Assigned task
Within the records, which lines hold the string "malformed"? Report each one by copying it.

-- Opening Marker --

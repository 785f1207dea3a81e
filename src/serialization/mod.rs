//! Pattern-file readers and writers.
//!
//! Readers never fail on malformed content. Every problem becomes a
//! [`ParseMessage`] in either the warning or the error list of a
//! [`DeserializationResult`], so a caller sees everything wrong with a file in
//! one pass. Only unreadable input (I/O) or an unknown file type is an `Err`.

mod life105;
mod life106;
mod plaintext;
mod rle;

use std::fs;
use std::path::Path;

use log::debug;
use thiserror::Error;

use crate::domain::{CellState, Coordinate};

/// Warning and error tokens produced by the readers.
/// `line` and `column` are 1-based.
#[derive(Debug, Clone, PartialEq, Eq, Error)]
pub enum ParseMessage {
    #[error("the file is empty")]
    UnexpectedEmptyFile,

    #[error("line {line}, column {column}: unexpected character {character:?}")]
    UnexpectedCharacter {
        line: usize,
        column: usize,
        character: char,
    },

    #[error("line {line}: blank line inside the pattern, treated as a dead row")]
    UnexpectedBlankLine { line: usize },

    #[error("line {line}: unexpected input after the end of the pattern")]
    UnexpectedInput { line: usize },

    #[error("missing `{expected}` header")]
    MissingHeader { expected: &'static str },

    #[error("line {line}: header belongs to a different format")]
    UnexpectedHeader { line: usize },

    #[error("line {line}: malformed header")]
    InvalidHeader { line: usize },

    #[error("line {line}: unsupported rule `{rule}`, reading as B3/S23")]
    UnsupportedRule { line: usize, rule: String },

    #[error("line {line}: unknown directive `{directive}`")]
    UnknownDirective { line: usize, directive: String },

    #[error("line {line}: expected two values")]
    UnexpectedShortLine { line: usize },

    #[error("line {line}: `{token}` is not a valid integer")]
    InvalidNumber { line: usize, token: String },

    #[error("line {line}: cell rows before any `#P` block are placed at the origin")]
    ImplicitBlockPosition { line: usize },

    #[error("missing `!` terminator")]
    MissingTerminator,

    #[error("line {line}: cells extend past the size declared in the header")]
    PatternExceedsBounds { line: usize },

    #[error("line {line}, column {column}: invalid run count")]
    InvalidRunCount { line: usize, column: usize },

    #[error("line {line}: coordinate out of range")]
    CoordinateOutOfRange { line: usize },
}

/// Outcome of reading a pattern
#[derive(Debug, Clone, PartialEq, Eq)]
pub enum DeserializationResult {
    Successful {
        cell_state: CellState,
        warnings: Vec<ParseMessage>,
    },
    Unsuccessful {
        warnings: Vec<ParseMessage>,
        errors: Vec<ParseMessage>,
    },
}

impl DeserializationResult {
    pub fn is_successful(&self) -> bool {
        matches!(self, DeserializationResult::Successful { .. })
    }

    pub fn cell_state(&self) -> Option<&CellState> {
        match self {
            DeserializationResult::Successful { cell_state, .. } => Some(cell_state),
            DeserializationResult::Unsuccessful { .. } => None,
        }
    }

    pub fn warnings(&self) -> &[ParseMessage] {
        match self {
            DeserializationResult::Successful { warnings, .. }
            | DeserializationResult::Unsuccessful { warnings, .. } => warnings,
        }
    }

    pub fn errors(&self) -> &[ParseMessage] {
        match self {
            DeserializationResult::Successful { .. } => &[],
            DeserializationResult::Unsuccessful { errors, .. } => errors,
        }
    }
}

/// Accumulates cells and messages while a reader walks its input
#[derive(Debug, Default)]
pub(crate) struct Collector {
    cells: Vec<Coordinate>,
    warnings: Vec<ParseMessage>,
    errors: Vec<ParseMessage>,
}

impl Collector {
    pub(crate) fn warn(&mut self, message: ParseMessage) {
        self.warnings.push(message);
    }

    pub(crate) fn error(&mut self, message: ParseMessage) {
        self.errors.push(message);
    }

    /// Record an alive cell at an `i64` position, rejecting anything outside `i32`
    pub(crate) fn alive(&mut self, x: i64, y: i64, line: usize) -> bool {
        match (i32::try_from(x), i32::try_from(y)) {
            (Ok(x), Ok(y)) => {
                self.cells.push(Coordinate::new(x, y));
                true
            }
            _ => {
                self.error(ParseMessage::CoordinateOutOfRange { line });
                false
            }
        }
    }

    pub(crate) fn has_errors(&self) -> bool {
        !self.errors.is_empty()
    }

    pub(crate) fn finish(self) -> DeserializationResult {
        if self.errors.is_empty() {
            DeserializationResult::Successful {
                cell_state: self.cells.into_iter().collect(),
                warnings: self.warnings,
            }
        } else {
            DeserializationResult::Unsuccessful {
                warnings: self.warnings,
                errors: self.errors,
            }
        }
    }
}

/// Result for input containing nothing but whitespace
pub(crate) fn empty_file() -> DeserializationResult {
    DeserializationResult::Successful {
        cell_state: CellState::empty(),
        warnings: vec![ParseMessage::UnexpectedEmptyFile],
    }
}

/// Lines with their 1-based numbers and any `\r` stripped
pub(crate) fn numbered_lines(text: &str) -> impl Iterator<Item = (usize, &str)> {
    text.lines()
        .enumerate()
        .map(|(i, line)| (i + 1, line.strip_suffix('\r').unwrap_or(line)))
}

#[derive(Debug, Error)]
pub enum SerializationError {
    #[error("failed to access {path}: {source}")]
    Io {
        path: String,
        #[source]
        source: std::io::Error,
    },

    #[error("no pattern format is associated with {0}")]
    UnknownFormat(String),
}

/// Supported pattern file formats
#[derive(Clone, Copy, Debug, PartialEq, Eq, Hash)]
pub enum CellStateFormat {
    /// `.cells`: `O` alive, `.` dead, `!` comments
    Plaintext,
    /// `.lif`: `#Life 1.05` with `#P` positioned blocks
    Life105,
    /// `.lif`: `#Life 1.06`, one coordinate pair per line
    Life106,
    /// `.rle`: run length encoded
    Rle,
}

impl CellStateFormat {
    pub fn all() -> [CellStateFormat; 4] {
        [
            CellStateFormat::Plaintext,
            CellStateFormat::Life105,
            CellStateFormat::Rle,
            CellStateFormat::Life106,
        ]
    }

    pub fn name(&self) -> &'static str {
        match self {
            CellStateFormat::Plaintext => "Plaintext",
            CellStateFormat::Life105 => "Life 1.05",
            CellStateFormat::Life106 => "Life 1.06",
            CellStateFormat::Rle => "RLE",
        }
    }

    pub fn extensions(&self) -> &'static [&'static str] {
        match self {
            CellStateFormat::Plaintext => &["cells", "txt"],
            CellStateFormat::Life105 | CellStateFormat::Life106 => &["lif", "life"],
            CellStateFormat::Rle => &["rle"],
        }
    }

    /// Format implied by a file's extension. `.lif` maps to Life 1.05;
    /// [`read_file`] refines it from the header.
    pub fn from_path(path: impl AsRef<Path>) -> Option<CellStateFormat> {
        let extension = path.as_ref().extension()?.to_str()?.to_ascii_lowercase();
        Self::all()
            .into_iter()
            .find(|format| format.extensions().contains(&extension.as_str()))
    }

    /// Guess the format from the first meaningful line
    pub fn detect(text: &str) -> Option<CellStateFormat> {
        let first = text.lines().map(str::trim).find(|line| !line.is_empty())?;
        if first.starts_with("#Life 1.06") {
            Some(CellStateFormat::Life106)
        } else if first.starts_with("#Life 1.05") {
            Some(CellStateFormat::Life105)
        } else if first.starts_with('!') {
            Some(CellStateFormat::Plaintext)
        } else if first.starts_with("#C") || first.starts_with("#N") || first.starts_with("#O")
            || (first.starts_with('x') && first.contains('='))
        {
            Some(CellStateFormat::Rle)
        } else {
            None
        }
    }

    pub fn deserialize(&self, text: &str) -> DeserializationResult {
        match self {
            CellStateFormat::Plaintext => plaintext::deserialize(text),
            CellStateFormat::Life105 => life105::deserialize(text),
            CellStateFormat::Life106 => life106::deserialize(text),
            CellStateFormat::Rle => rle::deserialize(text),
        }
    }

    pub fn serialize(&self, cell_state: &CellState) -> String {
        match self {
            CellStateFormat::Plaintext => plaintext::serialize(cell_state),
            CellStateFormat::Life105 => life105::serialize(cell_state),
            CellStateFormat::Life106 => life106::serialize(cell_state),
            CellStateFormat::Rle => rle::serialize(cell_state),
        }
    }
}

/// Try the detected format first, then every other format, and return the
/// first successful read. If none succeeds, the first attempt's result is
/// returned.
pub fn deserialize_any(text: &str) -> DeserializationResult {
    let detected = CellStateFormat::detect(text);
    let order = detected.into_iter().chain(
        CellStateFormat::all()
            .into_iter()
            .filter(|format| Some(*format) != detected),
    );

    let mut first_failure = None;
    for format in order {
        let result = format.deserialize(text);
        if result.is_successful() {
            debug!("read pattern as {}", format.name());
            return result;
        }
        first_failure.get_or_insert(result);
    }
    first_failure.unwrap_or_else(empty_file)
}

/// Read a pattern file, choosing the reader from its extension and header
pub fn read_file(path: impl AsRef<Path>) -> Result<DeserializationResult, SerializationError> {
    let path = path.as_ref();
    let text = fs::read_to_string(path).map_err(|source| SerializationError::Io {
        path: path.display().to_string(),
        source,
    })?;

    let result = match CellStateFormat::from_path(path) {
        Some(CellStateFormat::Life105 | CellStateFormat::Life106) => {
            match CellStateFormat::detect(&text) {
                Some(CellStateFormat::Life106) => CellStateFormat::Life106.deserialize(&text),
                _ => CellStateFormat::Life105.deserialize(&text),
            }
        }
        Some(format) => format.deserialize(&text),
        None => deserialize_any(&text),
    };

    for warning in result.warnings() {
        debug!("{}: {}", path.display(), warning);
    }
    for error in result.errors() {
        debug!("{}: {}", path.display(), error);
    }
    Ok(result)
}

/// Write a pattern file in the format implied by its extension
pub fn write_file(
    path: impl AsRef<Path>,
    cell_state: &CellState,
) -> Result<(), SerializationError> {
    let path = path.as_ref();
    let format = CellStateFormat::from_path(path)
        .ok_or_else(|| SerializationError::UnknownFormat(path.display().to_string()))?;
    fs::write(path, format.serialize(cell_state)).map_err(|source| SerializationError::Io {
        path: path.display().to_string(),
        source,
    })
}
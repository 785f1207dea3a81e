use super::cell_state::CellState;
use super::coordinate::Coordinate;

/// A named arrangement of alive cells, anchored at the origin
#[derive(Clone, Debug)]
pub struct Pattern {
    pub name: &'static str,
    pub description: &'static str,
    pub cells: Vec<Coordinate>,
}

impl Pattern {
    pub fn new(name: &'static str, description: &'static str, cells: &[(i32, i32)]) -> Self {
        Self {
            name,
            description,
            cells: cells.iter().map(|&c| Coordinate::from(c)).collect(),
        }
    }

    pub fn cell_state(&self) -> CellState {
        self.cells.iter().copied().collect()
    }

    /// The pattern with its top-left anchor moved to `origin`,
    /// `None` if part of it would fall off the `i32` plane
    pub fn placed_at(&self, origin: Coordinate) -> Option<CellState> {
        self.cell_state().offset_by(origin)
    }
}

/// Classic Game of Life patterns
pub mod presets {
    use super::*;

    /// Glider - simplest spaceship, moves diagonally
    pub fn glider() -> Pattern {
        Pattern::new(
            "Glider",
            "Moves diagonally (period 4)",
            &[(1, 0), (2, 1), (0, 2), (1, 2), (2, 2)],
        )
    }

    pub fn blinker() -> Pattern {
        Pattern::new("Blinker", "Oscillator (period 2)", &[(0, 1), (1, 1), (2, 1)])
    }

    pub fn toad() -> Pattern {
        Pattern::new(
            "Toad",
            "Oscillator (period 2)",
            &[(1, 0), (2, 0), (3, 0), (0, 1), (1, 1), (2, 1)],
        )
    }

    pub fn beacon() -> Pattern {
        Pattern::new(
            "Beacon",
            "Oscillator (period 2)",
            &[(0, 0), (1, 0), (0, 1), (3, 2), (2, 3), (3, 3)],
        )
    }

    /// Pulsar - period 3, four-fold symmetric
    pub fn pulsar() -> Pattern {
        let mut cells = Vec::with_capacity(48);
        for &a in &[0, 5, 7, 12] {
            for &b in &[2, 3, 4, 8, 9, 10] {
                cells.push((b, a));
                cells.push((a, b));
            }
        }
        let mut pattern = Pattern::new("Pulsar", "Oscillator (period 3)", &cells);
        pattern.cells.sort();
        pattern.cells.dedup();
        pattern
    }

    /// Lightweight spaceship, travelling west
    pub fn lwss() -> Pattern {
        Pattern::new(
            "LWSS",
            "Lightweight Spaceship (period 4)",
            &[
                (1, 0), (4, 0),
                (0, 1),
                (0, 2), (4, 2),
                (0, 3), (1, 3), (2, 3), (3, 3),
            ],
        )
    }

    /// Gosper glider gun - emits a glider every 30 generations
    pub fn glider_gun() -> Pattern {
        Pattern::new(
            "Gosper Glider Gun",
            "Produces gliders (period 30)",
            &[
                (0, 4), (0, 5), (1, 4), (1, 5),
                (10, 4), (10, 5), (10, 6), (11, 3), (11, 7), (12, 2), (12, 8), (13, 2), (13, 8),
                (14, 5), (15, 3), (15, 7), (16, 4), (16, 5), (16, 6), (17, 5),
                (20, 2), (20, 3), (20, 4), (21, 2), (21, 3), (21, 4), (22, 1), (22, 5),
                (24, 0), (24, 1), (24, 5), (24, 6),
                (34, 2), (34, 3), (35, 2), (35, 3),
            ],
        )
    }

    /// R-pentomino - methuselah, stabilizes after 1103 generations
    pub fn r_pentomino() -> Pattern {
        Pattern::new(
            "R-pentomino",
            "Methuselah - stabilizes at gen 1103",
            &[(1, 0), (2, 0), (0, 1), (1, 1), (1, 2)],
        )
    }

    /// Acorn - methuselah, stabilizes after 5206 generations
    pub fn acorn() -> Pattern {
        Pattern::new(
            "Acorn",
            "Methuselah - stabilizes at gen 5206",
            &[(1, 0), (3, 1), (0, 2), (1, 2), (4, 2), (5, 2), (6, 2)],
        )
    }

    pub fn block() -> Pattern {
        Pattern::new("Block", "Still life", &[(0, 0), (1, 0), (0, 1), (1, 1)])
    }

    /// Six cells in a row; blooms into a pair of blinker-like rings
    pub fn six_long_line() -> Pattern {
        Pattern::new(
            "Six-long line",
            "Row of six cells",
            &[(0, 0), (1, 0), (2, 0), (3, 0), (4, 0), (5, 0)],
        )
    }

    pub fn all_patterns() -> Vec<Pattern> {
        vec![
            glider(),
            blinker(),
            toad(),
            beacon(),
            pulsar(),
            lwss(),
            glider_gun(),
            r_pentomino(),
            acorn(),
            block(),
            six_long_line(),
        ]
    }

    /// Look a preset up by name, ignoring case, spaces and dashes
    pub fn by_name(name: &str) -> Option<Pattern> {
        let key = |s: &str| -> String {
            s.chars()
                .filter(|c| c.is_alphanumeric())
                .collect::<String>()
                .to_lowercase()
        };
        let wanted = key(name);
        all_patterns().into_iter().find(|p| key(p.name) == wanted)
    }
}

#[cfg(test)]
mod tests {
    use super::presets::*;
    use super::*;
    use crate::domain::algorithm::Algorithm;

    #[test]
    fn test_six_long_line_sequence() {
        let expected_gen1: CellState = (1..=4)
            .flat_map(|x| (-1..=1).map(move |y| Coordinate::new(x, y)))
            .collect();
        let expected_gen2: CellState = [
            (1, -1), (4, -1), (1, 1), (4, 1), (0, 0), (5, 0),
            (2, -2), (3, -2), (2, 2), (3, 2),
        ]
        .into_iter()
        .map(Coordinate::from)
        .collect();

        let start = six_long_line().cell_state();
        for algorithm in Algorithm::all() {
            let algorithm = algorithm.build(10_000);
            let gen1 = algorithm.advance(&start, 1).unwrap();
            let gen2 = algorithm.advance(&gen1, 1).unwrap();
            assert_eq!(gen1, expected_gen1, "{}", algorithm.name());
            assert_eq!(gen2, expected_gen2, "{}", algorithm.name());
            assert_eq!(algorithm.advance(&start, 2).unwrap(), expected_gen2);
        }
    }

    #[test]
    fn test_glider_moves_diagonally() {
        let glider = glider().cell_state();
        for algorithm in Algorithm::all() {
            let moved = algorithm.build(10_000).advance(&glider, 4).unwrap();
            assert_eq!(Some(moved), glider.offset_by(Coordinate::new(1, 1)));
        }
    }

    #[test]
    fn test_oscillator_periods() {
        let cases = [(blinker(), 2), (toad(), 2), (beacon(), 2), (pulsar(), 3)];
        for algorithm in Algorithm::all() {
            let algorithm = algorithm.build(10_000);
            for (pattern, period) in &cases {
                let state = pattern.cell_state();
                assert_ne!(algorithm.advance(&state, 1).unwrap(), state, "{}", pattern.name);
                assert_eq!(algorithm.advance(&state, *period).unwrap(), state, "{}", pattern.name);
            }
        }
    }

    #[test]
    fn test_lwss_travels() {
        let lwss = lwss().cell_state();
        let moved = Algorithm::Naive.build(0).advance(&lwss, 4).unwrap();
        assert_ne!(moved, lwss);
        assert!(moved.equals_modulo_offset(&lwss));
    }

    #[test]
    fn test_pulsar_has_48_cells() {
        assert_eq!(pulsar().cells.len(), 48);
    }

    #[test]
    fn test_lookup_by_name() {
        assert_eq!(by_name("r pentomino").map(|p| p.name), Some("R-pentomino"));
        assert_eq!(by_name("GOSPER-glider-gun").map(|p| p.name), Some("Gosper Glider Gun"));
        assert!(by_name("nothing").is_none());
    }

    #[test]
    fn test_placed_at_offsets_anchor() {
        let block = block().placed_at(Coordinate::new(-10, 3)).unwrap();
        assert!(block.contains(Coordinate::new(-10, 3)));
        assert!(block.contains(Coordinate::new(-9, 4)));
        assert_eq!(block.population(), 4);
    }

    #[test]
    fn test_placed_at_plane_edge() {
        assert!(block().placed_at(Coordinate::new(i32::MAX, 0)).is_none());
        let corner = block().placed_at(Coordinate::new(i32::MAX - 1, i32::MAX - 1)).unwrap();
        assert!(corner.contains(Coordinate::new(i32::MAX, i32::MAX)));
    }
}
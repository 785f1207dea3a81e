use std::collections::HashSet;
use std::sync::{Arc, LazyLock};

use super::coordinate::{CellRect, Coordinate};

static EMPTY: LazyLock<NaiveCellState> = LazyLock::new(|| NaiveCellState {
    alive: Arc::new(HashSet::new()),
});

/// Flat cell state: the set of alive coordinates.
/// The set is shared behind an `Arc`; every edit produces a new value.
#[derive(Clone, Debug, PartialEq, Eq)]
pub struct NaiveCellState {
    alive: Arc<HashSet<Coordinate>>,
}

impl NaiveCellState {
    pub fn new(alive: HashSet<Coordinate>) -> Self {
        Self {
            alive: Arc::new(alive),
        }
    }

    /// The shared empty state
    pub fn empty() -> Self {
        EMPTY.clone()
    }

    pub fn alive_cells(&self) -> &HashSet<Coordinate> {
        &self.alive
    }

    pub fn contains(&self, cell: Coordinate) -> bool {
        self.alive.contains(&cell)
    }

    pub fn population(&self) -> u64 {
        self.alive.len() as u64
    }

    pub fn is_empty(&self) -> bool {
        self.alive.is_empty()
    }

    pub fn with_cell(&self, cell: Coordinate, alive: bool) -> Self {
        if self.contains(cell) == alive {
            return self.clone();
        }
        let mut next = HashSet::clone(&self.alive);
        if alive {
            next.insert(cell);
        } else {
            next.remove(&cell);
        }
        Self::new(next)
    }

    /// Translate every cell, `None` if one would leave the `i32` plane
    pub fn offset_by(&self, delta: Coordinate) -> Option<Self> {
        if delta == Coordinate::ORIGIN {
            return Some(self.clone());
        }
        self.alive
            .iter()
            .map(|c| c.checked_add(delta))
            .collect::<Option<HashSet<_>>>()
            .map(Self::new)
    }

    pub fn union(&self, other: &NaiveCellState) -> Self {
        if other.is_empty() {
            return self.clone();
        }
        Self::new(self.alive.union(&other.alive).copied().collect())
    }

    pub fn bounding_box(&self) -> Option<CellRect> {
        CellRect::enclosing(self.alive.iter())
    }
}

impl Default for NaiveCellState {
    fn default() -> Self {
        Self::empty()
    }
}

impl FromIterator<Coordinate> for NaiveCellState {
    fn from_iter<T: IntoIterator<Item = Coordinate>>(iter: T) -> Self {
        Self::new(iter.into_iter().collect())
    }
}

-- Closing Marker --

Expected output
//! Readers never fail on malformed content. Every problem becomes a
    #[error("line {line}: malformed header")]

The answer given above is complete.